— The problem —
Below are the records; copy out every line that holds the word "system".

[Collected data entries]
- Opening Delimiter -
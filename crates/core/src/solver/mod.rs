//! Prognostic momentum solver for the staggered flow field
//!
//! Each velocity component is updated by an implicit finite-volume solve
//! along every vertical column of the active advection domain:
//!
//! 1. Six convective face fluxes are formed from the advecting velocities
//!    (`uks`, `vks`, `wks`) and combined with diffusion conductances through
//!    the power-law scheme into neighbour coefficients.
//! 2. Lateral neighbours, the pseudo-transient term, the pressure-correction
//!    gradient, Coriolis forcing and (at the first free layer) a quadratic
//!    drag law form the explicit source `D`.
//! 3. The vertical tridiagonal system is eliminated bottom-up into `P, Q`
//!    and back-substituted top-down with under-relaxation.
//!
//! # Concurrency
//!
//! Work is distributed over `i` slabs with rayon. Each task owns the columns
//! of exactly one `i`; neighbours `i ± 1` are read from a snapshot taken at
//! the start of the call, so no task can observe or produce a partial write
//! of another slab. Inside a slab the `j` neighbours are read live, which
//! makes the `j` traversal a Gauss-Seidel sweep whose direction is set by
//! [`SweepDirection`].
//!
//! # Ordering
//!
//! Components must be solved U, then V, then W within an iteration: the V
//! and W drag terms read the freshly updated U (and V) field.
//! [`MomentumSolver::sweep`] enforces this order.

mod u_component;
mod v_component;
mod w_component;

pub use u_component::solve_u;
pub use v_component::solve_v;
pub use w_component::solve_w;

use crate::grid::{FlowFieldState, FlowGrid, GridError, TerrainColumn};
use serde::{Deserialize, Serialize};
use tracing::{debug, warn};

/// Floor on the reference wind speed used by the drag law (m/s)
pub const MIN_DRAG_SPEED: f32 = 0.01;

/// Momentum solver parameters
#[derive(Debug, Clone, Serialize, Deserialize)]
pub struct MomentumConfig {
    /// Under-relaxation factor applied in back substitution (0, 1]
    pub relax: f32,

    /// Lower bound on the eddy viscosity (m²/s)
    pub vis_min: f32,

    /// Coriolis parameter (1/s)
    pub coriolis: f32,

    /// Geostrophic wind, x component (m/s)
    pub ug: f32,

    /// Geostrophic wind, y component (m/s)
    pub vg: f32,

    /// Pseudo time step of the transient term `AP0` (s)
    pub pseudo_dt: f32,
}

impl Default for MomentumConfig {
    fn default() -> Self {
        Self {
            relax: 0.7,
            vis_min: 0.1,
            coriolis: 1.0e-4,
            ug: 0.0,
            vg: 0.0,
            pseudo_dt: 1.0,
        }
    }
}

impl MomentumConfig {
    /// Check parameter ranges
    ///
    /// # Errors
    /// Returns [`GridError::InvalidParameter`] for a relaxation factor
    /// outside `(0, 1]`, a non-positive minimum viscosity or pseudo time
    /// step, or any non-finite value.
    pub fn validate(&self) -> Result<(), GridError> {
        let checks = [
            ("relax", self.relax, self.relax > 0.0 && self.relax <= 1.0),
            ("vis_min", self.vis_min, self.vis_min > 0.0),
            ("pseudo_dt", self.pseudo_dt, self.pseudo_dt > 0.0),
            ("coriolis", self.coriolis, true),
            ("ug", self.ug, true),
            ("vg", self.vg, true),
        ];
        for (name, value, in_range) in checks {
            if !value.is_finite() || !in_range {
                return Err(GridError::InvalidParameter { name, value });
            }
        }
        Ok(())
    }
}

/// Horizontal traversal order of one solve (`+1` ascending, `-1` descending)
#[derive(Debug, Clone, Copy, PartialEq, Eq, Serialize, Deserialize)]
pub struct SweepDirection {
    /// Order of the `i` slabs
    pub is: i8,
    /// Order of the `j` columns inside a slab
    pub js: i8,
}

impl SweepDirection {
    /// Ascending in both directions
    pub const FORWARD: Self = Self { is: 1, js: 1 };

    /// Direction for outer iteration `n`
    ///
    /// Cycles `(1, 1)`, `(-1, 1)`, `(1, -1)`, `(-1, -1)` so that four
    /// consecutive iterations visit every traversal order once.
    #[must_use]
    pub fn for_iteration(n: usize) -> Self {
        let is = if n % 2 == 0 { 1 } else { -1 };
        let js = if (n / 2) % 2 == 0 { 1 } else { -1 };
        Self { is, js }
    }

    /// `lo..=hi` in the `js` order
    pub(crate) fn j_order(self, lo: usize, hi: usize) -> impl Iterator<Item = usize> {
        ordered(lo, hi, self.js)
    }
}

impl Default for SweepDirection {
    fn default() -> Self {
        Self::FORWARD
    }
}

fn ordered(lo: usize, hi: usize, step: i8) -> impl Iterator<Item = usize> {
    let count = (hi + 1).saturating_sub(lo);
    (0..count).map(move |n| if step < 0 { hi - n } else { lo + n })
}

/// Velocity component handled by a kernel
#[derive(Debug, Clone, Copy, PartialEq, Eq)]
pub enum Component {
    U,
    V,
    W,
}

impl std::fmt::Display for Component {
    fn fmt(&self, f: &mut std::fmt::Formatter<'_>) -> std::fmt::Result {
        let name = match self {
            Component::U => "U",
            Component::V => "V",
            Component::W => "W",
        };
        f.write_str(name)
    }
}

/// Summary of one component solve
#[derive(Debug, Clone, Copy, Default, PartialEq)]
pub struct SweepStats {
    /// Columns solved
    pub columns: usize,
    /// Largest absolute change of any face value (m/s)
    pub max_change: f32,
}

impl SweepStats {
    #[inline]
    fn record(&mut self, change: f32) {
        self.columns += 1;
        self.max_change = self.max_change.max(change);
    }

    fn merge(self, other: Self) -> Self {
        Self {
            columns: self.columns + other.columns,
            max_change: self.max_change.max(other.max_change),
        }
    }
}

/// Statistics of one U → V → W sweep
#[derive(Debug, Clone, Copy, Default, PartialEq)]
pub struct MomentumSweep {
    pub u: SweepStats,
    pub v: SweepStats,
    pub w: SweepStats,
}

impl MomentumSweep {
    /// Largest change over all three components
    #[must_use]
    pub fn max_change(&self) -> f32 {
        self.u.max_change.max(self.v.max_change).max(self.w.max_change)
    }
}

/// Outcome of [`MomentumSolver::iterate`]
#[derive(Debug, Clone, Copy, PartialEq)]
pub struct IterationReport {
    /// Sweeps performed
    pub iterations: usize,
    /// Statistics of the last sweep
    pub last: MomentumSweep,
    /// Last sweep changed no value by more than the tolerance
    pub converged: bool,
}

/// Runs the three component kernels in the required order
#[derive(Debug, Clone)]
pub struct MomentumSolver {
    config: MomentumConfig,
}

impl MomentumSolver {
    /// Create a solver after validating `config`
    ///
    /// # Errors
    /// Returns an error if the configuration is out of range.
    pub fn new(config: MomentumConfig) -> Result<Self, GridError> {
        if let Err(e) = config.validate() {
            warn!("Rejected momentum configuration: {e}");
            return Err(e);
        }
        Ok(Self { config })
    }

    /// Active configuration
    pub fn config(&self) -> &MomentumConfig {
        &self.config
    }

    /// One U → V → W pass in the given traversal order
    pub fn sweep(
        &self,
        grid: &FlowGrid,
        field: &mut FlowFieldState,
        direction: SweepDirection,
    ) -> MomentumSweep {
        let u = solve_u(grid, field, &self.config, direction);
        let v = solve_v(grid, field, &self.config, direction);
        let w = solve_w(grid, field, &self.config, direction);
        MomentumSweep { u, v, w }
    }

    /// Sweep with alternating directions until the largest change drops to
    /// `tolerance` or `max_iterations` sweeps have run
    ///
    /// Pressure correction and turbulence are external: the advecting
    /// velocities, pressure correction and viscosity are left untouched.
    pub fn iterate(
        &self,
        grid: &FlowGrid,
        field: &mut FlowFieldState,
        max_iterations: usize,
        tolerance: f32,
    ) -> IterationReport {
        let mut report = IterationReport {
            iterations: 0,
            last: MomentumSweep::default(),
            converged: false,
        };
        for n in 0..max_iterations {
            report.last = self.sweep(grid, field, SweepDirection::for_iteration(n));
            report.iterations = n + 1;
            if report.last.max_change() <= tolerance {
                report.converged = true;
                break;
            }
        }
        debug!(
            "Momentum iteration: {} sweeps, converged={}, max change {:.3e}",
            report.iterations,
            report.converged,
            report.last.max_change()
        );
        report
    }
}

/// Power-law weighting `max(0, (1 - 0.1|Pe|)^5)`
#[inline]
pub fn power_law(peclet: f32) -> f32 {
    let t = (1.0 - 0.1 * peclet.abs()).max(0.0);
    let t2 = t * t;
    t2 * t2 * t
}

/// Neighbour coefficient from a diffusion conductance and the convective
/// flux entering the control volume through that face
#[inline]
pub(crate) fn neighbour(conductance: f32, inflow: f32) -> f32 {
    conductance * power_law(inflow / conductance) + inflow.max(0.0)
}

/// Quadratic wall drag `value / |V| · (helper · |V|)² · area`
#[inline]
pub(crate) fn wall_drag(value: f32, speed: f32, helper: f32, area: f32) -> f32 {
    let speed = speed.max(MIN_DRAG_SPEED);
    let ustar = helper * speed;
    value / speed * ustar * ustar * area
}

/// Coefficients of one layer of a column system
///
/// `a · x[k] = b · x[k + 1] + c · x[k - 1] + d`
#[derive(Debug, Clone, Copy)]
pub(crate) struct LayerCoefficients {
    pub a: f32,
    pub b: f32,
    pub c: f32,
    pub d: f32,
}

/// Scratch space of the column recurrence, reused across the columns of a slab
pub(crate) struct Recurrence {
    p: Vec<f32>,
    q: Vec<f32>,
}

impl Recurrence {
    pub(crate) fn new(len: usize) -> Self {
        Self {
            p: vec![0.0; len],
            q: vec![0.0; len],
        }
    }

    /// Forward elimination of layer `k`; `first` marks the lowest layer
    #[inline]
    pub(crate) fn eliminate(&mut self, k: usize, first: bool, coef: LayerCoefficients) {
        if first {
            self.p[k] = coef.b / coef.a;
            self.q[k] = coef.d / coef.a;
        } else {
            let denom = coef.a - coef.c * self.p[k - 1];
            self.p[k] = coef.b / denom;
            self.q[k] = (coef.d + coef.c * self.q[k - 1]) / denom;
        }
    }

    /// Relaxed back substitution from `kend` down to `kstart`
    ///
    /// Layers where `open(k)` is false are left untouched. Returns the
    /// largest absolute change.
    pub(crate) fn back_substitute(
        &self,
        column: &mut TerrainColumn,
        kstart: usize,
        kend: usize,
        relax: f32,
        open: impl Fn(usize) -> bool,
    ) -> f32 {
        let mut max_change = 0.0_f32;
        for k in (kstart..=kend).rev() {
            if !open(k) {
                continue;
            }
            let old = column.get(k);
            let new = old + relax * (self.p[k] * column.get(k + 1) + self.q[k] - old);
            column.set(k, new);
            max_change = max_change.max((new - old).abs());
        }
        max_change
    }
}


#[cfg(test)]
mod tests {
    use super::*;
    use approx::assert_relative_eq;

    #[test]
    fn test_power_law_weights() {
        assert_eq!(power_law(0.0), 1.0);
        assert_relative_eq!(power_law(5.0), 0.5_f32.powi(5));
        assert_relative_eq!(power_law(-5.0), 0.5_f32.powi(5));
        assert_eq!(power_law(10.0), 0.0);
        assert_eq!(power_law(-40.0), 0.0);
    }

    #[test]
    fn test_neighbour_coefficient_upwinding() {
        // Pure diffusion
        assert_relative_eq!(neighbour(2.0, 0.0), 2.0);
        // Strong inflow: the convective part dominates
        assert_relative_eq!(neighbour(1.0, 50.0), 50.0);
        // Strong outflow: no coupling
        assert_eq!(neighbour(1.0, -50.0), 0.0);
    }

    #[test]
    fn test_wall_drag_floor() {
        // Speed floored at 0.01
        assert_relative_eq!(wall_drag(0.0, 0.0, 0.1, 100.0), 0.0);
        assert_relative_eq!(
            wall_drag(0.005, 0.0, 0.1, 100.0),
            0.005 / 0.01 * (0.1 * 0.01_f32).powi(2) * 100.0,
            max_relative = 1e-5
        );
        assert_relative_eq!(
            wall_drag(3.0, 5.0, 0.1, 100.0),
            3.0 * 0.01 * 5.0 * 100.0,
            max_relative = 1e-5
        );
    }

    #[test]
    fn test_sweep_direction_cycle() {
        let dirs: Vec<_> = (0..5).map(SweepDirection::for_iteration).collect();
        assert_eq!(dirs[0], SweepDirection { is: 1, js: 1 });
        assert_eq!(dirs[1], SweepDirection { is: -1, js: 1 });
        assert_eq!(dirs[2], SweepDirection { is: 1, js: -1 });
        assert_eq!(dirs[3], SweepDirection { is: -1, js: -1 });
        assert_eq!(dirs[4], dirs[0]);
    }

    #[test]
    fn test_j_order() {
        let fwd: Vec<_> = SweepDirection { is: 1, js: 1 }.j_order(2, 5).collect();
        let rev: Vec<_> = SweepDirection { is: 1, js: -1 }.j_order(2, 5).collect();
        assert_eq!(fwd, vec![2, 3, 4, 5]);
        assert_eq!(rev, vec![5, 4, 3, 2]);
        assert_eq!(SweepDirection::FORWARD.j_order(3, 2).count(), 0);
    }

    #[test]
    fn test_config_validation() {
        assert!(MomentumConfig::default().validate().is_ok());
        let bad = MomentumConfig {
            relax: 1.5,
            ..MomentumConfig::default()
        };
        assert_eq!(
            bad.validate(),
            Err(GridError::InvalidParameter {
                name: "relax",
                value: 1.5
            })
        );
        let bad = MomentumConfig {
            pseudo_dt: 0.0,
            ..MomentumConfig::default()
        };
        assert!(MomentumSolver::new(bad).is_err());
    }

    #[test]
    fn test_recurrence_solves_tridiagonal() {
        // 2x[k] = 0.5x[k+1] + 0.5x[k-1] + d with x = [1, 2, 3], x[4] = 4
        let mut column = TerrainColumn::new(5, 5);
        column.set(4, 4.0);
        let mut rec = Recurrence::new(5);
        let exact = [0.0, 1.0, 2.0, 3.0, 4.0];
        for k in 1..=3 {
            let c = if k == 1 { 0.0 } else { 0.5 };
            let below = if k == 1 { 0.0 } else { exact[k - 1] };
            let d = 2.0 * exact[k] - 0.5 * exact[k + 1] - c * below;
            rec.eliminate(k, k == 1, LayerCoefficients { a: 2.0, b: 0.5, c, d });
        }
        let change = rec.back_substitute(&mut column, 1, 3, 1.0, |_| true);
        for k in 1..=3 {
            assert_relative_eq!(column.get(k), exact[k], epsilon = 1e-5);
        }
        assert_relative_eq!(change, 3.0, epsilon = 1e-5);
    }

    #[test]
    fn test_back_substitution_skips_closed_layers() {
        let mut column = TerrainColumn::new(4, 4);
        column.fill(1.0);
        let mut rec = Recurrence::new(4);
        for k in 1..=2 {
            rec.eliminate(
                k,
                k == 1,
                LayerCoefficients {
                    a: 1.0,
                    b: 0.0,
                    c: 0.0,
                    d: 5.0,
                },
            );
        }
        rec.back_substitute(&mut column, 1, 2, 0.5, |k| k > 1);
        assert_eq!(column.get(1), 1.0);
        assert_relative_eq!(column.get(2), 3.0);
    }
}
- Closing Delimiter -
— Written reply —
//! 3. The vertical tridiagonal system is eliminated bottom-up into `P, Q`
/// Coefficients of one layer of a column system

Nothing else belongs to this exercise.